[Dataset entries]
______________________________

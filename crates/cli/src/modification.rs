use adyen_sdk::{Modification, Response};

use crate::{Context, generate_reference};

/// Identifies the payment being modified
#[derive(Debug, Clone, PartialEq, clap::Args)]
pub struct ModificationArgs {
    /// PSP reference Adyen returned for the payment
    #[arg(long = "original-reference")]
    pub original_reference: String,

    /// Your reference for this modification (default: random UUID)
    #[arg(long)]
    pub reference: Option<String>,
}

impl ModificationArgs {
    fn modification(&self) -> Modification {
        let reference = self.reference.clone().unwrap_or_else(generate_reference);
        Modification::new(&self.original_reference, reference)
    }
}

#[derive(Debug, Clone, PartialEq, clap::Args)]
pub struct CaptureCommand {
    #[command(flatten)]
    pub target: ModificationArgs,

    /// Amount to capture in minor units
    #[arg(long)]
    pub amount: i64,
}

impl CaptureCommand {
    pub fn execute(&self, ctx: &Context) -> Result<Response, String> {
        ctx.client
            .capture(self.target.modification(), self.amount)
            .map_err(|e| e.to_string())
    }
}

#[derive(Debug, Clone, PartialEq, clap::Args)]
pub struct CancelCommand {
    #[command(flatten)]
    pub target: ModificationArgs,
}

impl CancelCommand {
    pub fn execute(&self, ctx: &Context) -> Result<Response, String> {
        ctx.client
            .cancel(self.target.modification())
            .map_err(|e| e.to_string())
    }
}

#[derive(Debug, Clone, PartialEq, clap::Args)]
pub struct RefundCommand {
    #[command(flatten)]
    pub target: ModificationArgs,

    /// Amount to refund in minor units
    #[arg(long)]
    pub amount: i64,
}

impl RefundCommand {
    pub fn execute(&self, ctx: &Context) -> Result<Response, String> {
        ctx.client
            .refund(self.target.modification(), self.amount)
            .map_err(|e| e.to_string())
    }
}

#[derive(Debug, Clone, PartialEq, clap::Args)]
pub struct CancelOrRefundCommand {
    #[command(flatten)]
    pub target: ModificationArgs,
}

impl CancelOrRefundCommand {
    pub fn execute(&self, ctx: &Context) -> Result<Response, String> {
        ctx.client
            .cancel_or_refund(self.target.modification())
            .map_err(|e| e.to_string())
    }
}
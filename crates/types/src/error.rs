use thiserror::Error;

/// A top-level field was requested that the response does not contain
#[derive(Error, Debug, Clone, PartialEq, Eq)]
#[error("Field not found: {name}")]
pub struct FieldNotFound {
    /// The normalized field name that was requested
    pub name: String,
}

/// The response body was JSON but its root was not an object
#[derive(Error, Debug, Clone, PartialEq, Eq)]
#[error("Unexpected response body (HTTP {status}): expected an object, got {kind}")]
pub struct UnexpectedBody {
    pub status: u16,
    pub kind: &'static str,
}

______________________________

__PROBLEM TO SOLVE__. Among the lines above, count those that include the word "requested". Give only the result.

__EXPECTED OUTPUT__. 2